- **Given information**
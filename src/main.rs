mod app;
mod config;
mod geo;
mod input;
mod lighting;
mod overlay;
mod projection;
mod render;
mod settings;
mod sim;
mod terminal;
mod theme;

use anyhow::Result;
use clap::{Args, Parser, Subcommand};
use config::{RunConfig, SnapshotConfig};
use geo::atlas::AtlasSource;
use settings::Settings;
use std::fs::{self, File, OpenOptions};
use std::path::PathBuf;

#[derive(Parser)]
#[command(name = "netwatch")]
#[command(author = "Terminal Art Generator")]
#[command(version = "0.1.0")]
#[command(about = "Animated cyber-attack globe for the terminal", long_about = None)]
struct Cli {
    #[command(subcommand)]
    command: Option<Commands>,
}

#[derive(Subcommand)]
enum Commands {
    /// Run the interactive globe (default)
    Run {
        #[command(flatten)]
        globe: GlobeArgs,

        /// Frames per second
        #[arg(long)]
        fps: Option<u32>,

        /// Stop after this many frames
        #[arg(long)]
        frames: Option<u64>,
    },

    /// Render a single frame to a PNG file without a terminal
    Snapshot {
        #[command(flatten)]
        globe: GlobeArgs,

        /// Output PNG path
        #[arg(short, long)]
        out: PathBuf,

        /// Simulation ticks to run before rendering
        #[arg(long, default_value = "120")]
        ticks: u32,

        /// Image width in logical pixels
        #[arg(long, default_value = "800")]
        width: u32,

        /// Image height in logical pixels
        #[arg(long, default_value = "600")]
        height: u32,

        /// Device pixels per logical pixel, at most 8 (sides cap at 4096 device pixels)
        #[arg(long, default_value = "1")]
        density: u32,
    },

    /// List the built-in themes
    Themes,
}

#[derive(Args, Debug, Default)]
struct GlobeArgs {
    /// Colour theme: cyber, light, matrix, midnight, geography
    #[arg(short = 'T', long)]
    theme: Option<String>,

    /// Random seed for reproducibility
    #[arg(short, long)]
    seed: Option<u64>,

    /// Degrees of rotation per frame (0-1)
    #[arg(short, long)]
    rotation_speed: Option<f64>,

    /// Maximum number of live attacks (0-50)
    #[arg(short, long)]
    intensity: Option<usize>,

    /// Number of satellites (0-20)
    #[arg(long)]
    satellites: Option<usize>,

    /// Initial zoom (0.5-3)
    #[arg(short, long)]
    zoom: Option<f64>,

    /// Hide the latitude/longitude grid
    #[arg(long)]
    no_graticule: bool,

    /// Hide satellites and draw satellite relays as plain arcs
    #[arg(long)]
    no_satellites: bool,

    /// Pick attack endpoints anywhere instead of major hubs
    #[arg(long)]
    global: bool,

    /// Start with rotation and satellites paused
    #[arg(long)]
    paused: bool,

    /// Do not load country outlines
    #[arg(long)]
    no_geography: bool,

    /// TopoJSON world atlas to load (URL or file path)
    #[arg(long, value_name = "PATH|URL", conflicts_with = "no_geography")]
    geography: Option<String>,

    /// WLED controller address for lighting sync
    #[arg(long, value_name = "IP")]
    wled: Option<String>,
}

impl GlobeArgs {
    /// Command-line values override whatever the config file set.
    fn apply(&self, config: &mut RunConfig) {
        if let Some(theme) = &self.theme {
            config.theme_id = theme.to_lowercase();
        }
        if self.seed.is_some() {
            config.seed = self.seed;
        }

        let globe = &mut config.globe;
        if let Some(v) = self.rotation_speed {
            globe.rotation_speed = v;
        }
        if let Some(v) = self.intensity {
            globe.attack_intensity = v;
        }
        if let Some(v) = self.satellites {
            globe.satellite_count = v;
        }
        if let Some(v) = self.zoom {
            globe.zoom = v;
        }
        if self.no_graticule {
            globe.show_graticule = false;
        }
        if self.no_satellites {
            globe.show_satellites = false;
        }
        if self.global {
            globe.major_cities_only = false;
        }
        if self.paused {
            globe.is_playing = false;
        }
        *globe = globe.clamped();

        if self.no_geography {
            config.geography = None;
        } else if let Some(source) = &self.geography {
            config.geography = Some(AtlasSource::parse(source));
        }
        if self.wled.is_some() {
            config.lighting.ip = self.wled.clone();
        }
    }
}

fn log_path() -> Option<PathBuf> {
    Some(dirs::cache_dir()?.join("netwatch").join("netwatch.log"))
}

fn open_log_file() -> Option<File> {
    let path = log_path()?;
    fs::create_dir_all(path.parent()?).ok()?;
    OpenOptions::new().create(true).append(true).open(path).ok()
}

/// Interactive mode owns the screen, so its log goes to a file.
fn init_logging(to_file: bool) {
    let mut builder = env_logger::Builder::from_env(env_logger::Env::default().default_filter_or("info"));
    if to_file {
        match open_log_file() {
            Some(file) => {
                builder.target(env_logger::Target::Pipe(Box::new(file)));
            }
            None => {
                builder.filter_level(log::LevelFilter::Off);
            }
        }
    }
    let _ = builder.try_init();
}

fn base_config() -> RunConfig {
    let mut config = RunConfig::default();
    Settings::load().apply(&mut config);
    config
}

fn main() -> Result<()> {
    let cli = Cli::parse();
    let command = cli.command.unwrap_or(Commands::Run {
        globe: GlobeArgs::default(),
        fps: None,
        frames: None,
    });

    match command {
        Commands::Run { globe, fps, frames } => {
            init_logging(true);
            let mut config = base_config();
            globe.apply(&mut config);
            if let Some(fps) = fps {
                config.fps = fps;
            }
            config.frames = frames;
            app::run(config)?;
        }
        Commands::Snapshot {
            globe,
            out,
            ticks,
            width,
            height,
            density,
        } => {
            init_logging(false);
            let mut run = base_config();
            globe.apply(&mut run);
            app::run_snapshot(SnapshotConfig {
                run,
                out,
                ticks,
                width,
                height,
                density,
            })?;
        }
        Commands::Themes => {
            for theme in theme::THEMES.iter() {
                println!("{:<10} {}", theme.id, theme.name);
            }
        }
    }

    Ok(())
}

* * *

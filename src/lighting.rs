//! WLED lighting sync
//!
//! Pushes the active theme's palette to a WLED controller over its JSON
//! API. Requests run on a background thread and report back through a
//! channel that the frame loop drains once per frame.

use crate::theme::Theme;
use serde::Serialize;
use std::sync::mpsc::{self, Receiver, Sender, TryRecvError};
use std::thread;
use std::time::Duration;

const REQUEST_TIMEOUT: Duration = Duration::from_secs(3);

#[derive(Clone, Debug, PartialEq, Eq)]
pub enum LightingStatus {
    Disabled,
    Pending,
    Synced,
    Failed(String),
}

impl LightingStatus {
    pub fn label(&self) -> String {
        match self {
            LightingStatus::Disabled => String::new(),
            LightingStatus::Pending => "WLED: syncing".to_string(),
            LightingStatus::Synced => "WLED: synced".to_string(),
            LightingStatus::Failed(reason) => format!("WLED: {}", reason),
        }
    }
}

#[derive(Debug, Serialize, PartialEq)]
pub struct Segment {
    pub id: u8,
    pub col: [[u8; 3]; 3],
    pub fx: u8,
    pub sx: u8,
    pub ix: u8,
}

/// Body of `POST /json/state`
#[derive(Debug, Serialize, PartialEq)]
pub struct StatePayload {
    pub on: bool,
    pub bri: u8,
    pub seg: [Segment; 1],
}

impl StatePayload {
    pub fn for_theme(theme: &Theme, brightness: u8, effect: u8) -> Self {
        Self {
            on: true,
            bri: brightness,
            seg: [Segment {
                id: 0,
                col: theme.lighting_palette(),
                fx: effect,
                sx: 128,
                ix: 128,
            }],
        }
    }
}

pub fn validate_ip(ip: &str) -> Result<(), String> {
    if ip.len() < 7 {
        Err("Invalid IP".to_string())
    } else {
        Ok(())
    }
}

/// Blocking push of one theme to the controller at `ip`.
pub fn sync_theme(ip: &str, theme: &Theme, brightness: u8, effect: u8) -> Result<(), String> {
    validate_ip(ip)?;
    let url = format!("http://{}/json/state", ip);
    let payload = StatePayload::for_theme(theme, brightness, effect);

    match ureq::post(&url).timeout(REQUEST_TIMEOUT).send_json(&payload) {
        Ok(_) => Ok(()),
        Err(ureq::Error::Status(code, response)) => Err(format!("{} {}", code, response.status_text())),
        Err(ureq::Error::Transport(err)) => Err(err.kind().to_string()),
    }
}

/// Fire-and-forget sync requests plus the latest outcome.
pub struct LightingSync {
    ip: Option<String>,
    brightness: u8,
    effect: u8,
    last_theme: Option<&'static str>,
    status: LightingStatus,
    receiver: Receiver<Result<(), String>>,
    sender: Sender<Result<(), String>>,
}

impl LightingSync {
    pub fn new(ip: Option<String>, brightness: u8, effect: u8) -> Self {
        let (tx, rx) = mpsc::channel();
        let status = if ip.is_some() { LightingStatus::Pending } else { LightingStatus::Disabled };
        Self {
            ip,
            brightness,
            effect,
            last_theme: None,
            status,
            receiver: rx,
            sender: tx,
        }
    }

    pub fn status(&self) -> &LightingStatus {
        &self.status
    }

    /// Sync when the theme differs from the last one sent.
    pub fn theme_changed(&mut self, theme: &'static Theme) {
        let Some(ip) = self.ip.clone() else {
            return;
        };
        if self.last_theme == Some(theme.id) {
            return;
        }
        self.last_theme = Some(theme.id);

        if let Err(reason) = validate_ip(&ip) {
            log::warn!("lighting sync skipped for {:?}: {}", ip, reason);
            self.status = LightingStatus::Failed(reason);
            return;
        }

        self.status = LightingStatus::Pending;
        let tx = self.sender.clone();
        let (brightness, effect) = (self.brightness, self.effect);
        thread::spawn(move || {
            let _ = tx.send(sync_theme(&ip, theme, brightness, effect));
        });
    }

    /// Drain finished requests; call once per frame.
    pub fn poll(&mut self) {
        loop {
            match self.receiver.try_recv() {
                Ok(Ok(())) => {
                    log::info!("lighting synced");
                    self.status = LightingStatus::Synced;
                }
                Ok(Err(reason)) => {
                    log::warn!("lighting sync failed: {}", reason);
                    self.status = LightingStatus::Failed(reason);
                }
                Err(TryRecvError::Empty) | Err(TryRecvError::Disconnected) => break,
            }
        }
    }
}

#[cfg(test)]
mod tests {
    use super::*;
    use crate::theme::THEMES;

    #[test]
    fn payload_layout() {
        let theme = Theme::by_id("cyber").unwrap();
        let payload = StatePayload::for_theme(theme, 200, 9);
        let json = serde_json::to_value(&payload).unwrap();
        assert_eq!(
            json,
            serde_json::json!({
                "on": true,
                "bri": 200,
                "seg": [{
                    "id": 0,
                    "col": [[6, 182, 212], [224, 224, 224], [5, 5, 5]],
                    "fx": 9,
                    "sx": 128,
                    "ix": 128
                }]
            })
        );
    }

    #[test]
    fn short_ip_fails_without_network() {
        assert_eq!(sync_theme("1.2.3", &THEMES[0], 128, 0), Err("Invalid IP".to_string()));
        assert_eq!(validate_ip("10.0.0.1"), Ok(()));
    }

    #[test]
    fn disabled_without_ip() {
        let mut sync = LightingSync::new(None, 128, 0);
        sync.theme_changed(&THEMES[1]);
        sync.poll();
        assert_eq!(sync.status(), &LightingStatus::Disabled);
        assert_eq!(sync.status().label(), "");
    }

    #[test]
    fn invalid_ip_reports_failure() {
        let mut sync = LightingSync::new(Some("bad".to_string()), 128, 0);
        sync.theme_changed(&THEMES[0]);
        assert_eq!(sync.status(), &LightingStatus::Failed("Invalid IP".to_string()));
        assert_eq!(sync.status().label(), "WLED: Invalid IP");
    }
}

- **Try it**
From the data above, copy each line that has the string "Parser".

- **Your solution**
use clap::{Args, Parser, Subcommand};
#[derive(Parser)]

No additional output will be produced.